The majority of plant genes are often interrupted by one or more introns or exons. These configurations may be used to investigate the evolutionary link between different members of the respective gene families. Many earlier investigations have observed a correlation between exon/intron distribution patterns and their pertinent biological activities [54]. The evolutionary relationships and gene structures of the tea P450 family members were further investigated by integrating phylogenetic trees, gene structure diagrams, and motif analysis (Fig. 2A and 2B). By using the MEME website, 10 CsP450 proteins' conserved motifs were identified. The analysis revealed that the number of exons in tea P450 family genes ranged from 1 to 14, with 27 genes lacking introns and only one exon. In addition, ten conserved motifs (Motif1-Motif10) were identified in the CsP450 family proteins (Figure S1). The number of conserved motifs in tea P450 family genes varied from 1 to 10, with Motif5 to Motif8 being the most frequently occurring motifs in all genes.
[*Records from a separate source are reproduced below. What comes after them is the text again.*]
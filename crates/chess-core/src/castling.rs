//! Castling rights bitmask.

use crate::Color;
use serde::{Deserialize, Serialize};
use std::fmt;

/// The two directions a king can castle in.
#[derive(Debug, Clone, Copy, PartialEq, Eq, Hash, Serialize, Deserialize)]
#[serde(rename_all = "lowercase")]
pub enum CastleSide {
    Kingside,
    Queenside,
}

impl CastleSide {
    /// File the king lands on.
    #[inline]
    pub const fn king_end_file(self) -> i8 {
        match self {
            CastleSide::Kingside => 6,
            CastleSide::Queenside => 2,
        }
    }

    /// File the rook starts on.
    #[inline]
    pub const fn rook_start_file(self) -> i8 {
        match self {
            CastleSide::Kingside => 7,
            CastleSide::Queenside => 0,
        }
    }

    /// File the rook lands on.
    #[inline]
    pub const fn rook_end_file(self) -> i8 {
        match self {
            CastleSide::Kingside => 5,
            CastleSide::Queenside => 3,
        }
    }

    /// Returns the side whose rook starts on `file`, if it is a corner file.
    #[inline]
    pub const fn from_rook_file(file: i8) -> Option<Self> {
        match file {
            7 => Some(CastleSide::Kingside),
            0 => Some(CastleSide::Queenside),
            _ => None,
        }
    }
}

/// Four independent castling bits: White/Black × kingside/queenside.
#[derive(Debug, Clone, Copy, PartialEq, Eq, Hash, Default, Serialize, Deserialize)]
pub struct CastlingRights(u8);

impl CastlingRights {
    pub const NONE: CastlingRights = CastlingRights(0);
    pub const WHITE_KINGSIDE: u8 = 0b0001;
    pub const WHITE_QUEENSIDE: u8 = 0b0010;
    pub const BLACK_KINGSIDE: u8 = 0b0100;
    pub const BLACK_QUEENSIDE: u8 = 0b1000;
    pub const ALL: CastlingRights = CastlingRights(0b1111);

    /// Creates new castling rights from flags.
    #[inline]
    pub const fn new(flags: u8) -> Self {
        CastlingRights(flags & 0b1111)
    }

    const fn flag(color: Color, side: CastleSide) -> u8 {
        match (color, side) {
            (Color::White, CastleSide::Kingside) => Self::WHITE_KINGSIDE,
            (Color::White, CastleSide::Queenside) => Self::WHITE_QUEENSIDE,
            (Color::Black, CastleSide::Kingside) => Self::BLACK_KINGSIDE,
            (Color::Black, CastleSide::Queenside) => Self::BLACK_QUEENSIDE,
        }
    }

    /// Returns true if `color` may still castle towards `side`.
    #[inline]
    pub const fn has(self, color: Color, side: CastleSide) -> bool {
        (self.0 & Self::flag(color, side)) != 0
    }

    /// Removes one castling right.
    #[inline]
    pub fn remove(&mut self, color: Color, side: CastleSide) {
        self.0 &= !Self::flag(color, side);
    }

    /// Removes both castling rights for a color.
    #[inline]
    pub fn remove_color(&mut self, color: Color) {
        self.remove(color, CastleSide::Kingside);
        self.remove(color, CastleSide::Queenside);
    }

    /// Returns the raw flags.
    #[inline]
    pub const fn raw(self) -> u8 {
        self.0
    }

    /// Parses the FEN castling field (`KQkq` subset or `-`).
    pub fn from_fen(field: &str) -> Option<Self> {
        let mut flags = 0u8;
        for c in field.chars() {
            flags |= match c {
                'K' => Self::WHITE_KINGSIDE,
                'Q' => Self::WHITE_QUEENSIDE,
                'k' => Self::BLACK_KINGSIDE,
                'q' => Self::BLACK_QUEENSIDE,
                '-' => 0,
                _ => return None,
            };
        }
        Some(CastlingRights(flags))
    }
}

impl fmt::Display for CastlingRights {
    /// Formats the rights as a FEN castling field.
    fn fmt(&self, f: &mut fmt::Formatter<'_>) -> fmt::Result {
        if self.0 == 0 {
            return write!(f, "-");
        }
        for (flag, c) in [
            (Self::WHITE_KINGSIDE, 'K'),
            (Self::WHITE_QUEENSIDE, 'Q'),
            (Self::BLACK_KINGSIDE, 'k'),
            (Self::BLACK_QUEENSIDE, 'q'),
        ] {
            if self.0 & flag != 0 {
                write!(f, "{}", c)?;
            }
        }
        Ok(())
    }
}

#[cfg(test)]
mod tests {
    use super::*;

    #[test]
    fn remove_single_right() {
        let mut rights = CastlingRights::ALL;
        rights.remove(Color::White, CastleSide::Kingside);
        assert!(!rights.has(Color::White, CastleSide::Kingside));
        assert!(rights.has(Color::White, CastleSide::Queenside));
        assert!(rights.has(Color::Black, CastleSide::Kingside));
    }

    #[test]
    fn remove_color() {
        let mut rights = CastlingRights::ALL;
        rights.remove_color(Color::Black);
        assert!(rights.has(Color::White, CastleSide::Kingside));
        assert!(rights.has(Color::White, CastleSide::Queenside));
        assert!(!rights.has(Color::Black, CastleSide::Kingside));
        assert!(!rights.has(Color::Black, CastleSide::Queenside));
    }

    #[test]
    fn fen_field() {
        assert_eq!(CastlingRights::from_fen("KQkq"), Some(CastlingRights::ALL));
        assert_eq!(CastlingRights::from_fen("-"), Some(CastlingRights::NONE));
        let kq = CastlingRights::from_fen("kq").unwrap();
        assert!(!kq.has(Color::White, CastleSide::Kingside));
        assert!(kq.has(Color::Black, CastleSide::Queenside));
        assert_eq!(kq.to_string(), "kq");
        assert_eq!(CastlingRights::NONE.to_string(), "-");
        assert_eq!(CastlingRights::from_fen("KX"), None);
    }

    #[test]
    fn side_files() {
        assert_eq!(CastleSide::Kingside.king_end_file(), 6);
        assert_eq!(CastleSide::Queenside.rook_end_file(), 3);
        assert_eq!(CastleSide::from_rook_file(0), Some(CastleSide::Queenside));
        assert_eq!(CastleSide::from_rook_file(4), None);
    }
}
Furthermore, there were significant differences in the patterns of conserved motifs and gene structures between type A and non-type A P450s. For example, type A includes the CYP71 clan, which contains the following sub-families: CYP71, CYP78, CYP82, CYP89 and CYP736, while the non-type A clan included all CYPs other than CYP70 types. However, similar patterns were observed within the same subfamily, which enhanced the credibility of the phylogenetic relationships and population classifications.

Fig. 2
figure 2

Phylogenetic relationship, gene structure, and distribution of conserved motifs of CsP450 proteins in C.sinensis. Diferent motifs are represented by diferent colored numbered boxes

Analysis of cis-acting elements of CsP450 gene family

Cis regulatory elements (CREs) are a family of non-coding DNA components that regulate gene expression at various developmental stages by influencing the transcription of nearby genes [55]. To investigate the potential response of CsP450 family members to growth and development, stress and other environmental cues, the promoter regions were analyzed using PlantCARE. The results showed that the major cis-acting elements included abscisic acid responsive elements (ABRE), jasmonic acid response elements (CGTCA-motif), low temperature responsive element (LTR), MYB binding site involved in drought-inducibility (MBS), gibberellin-responsive regulatory element (TATC-box), salicylic acid responsive element (TCA-element) and auxin-responsive element (TGA-element) (Figure S2). The predicted results further suggest that the tea CsP450 family plays an important role in regulating growth and development processes, hormone signal transduction, and response to environmental stress.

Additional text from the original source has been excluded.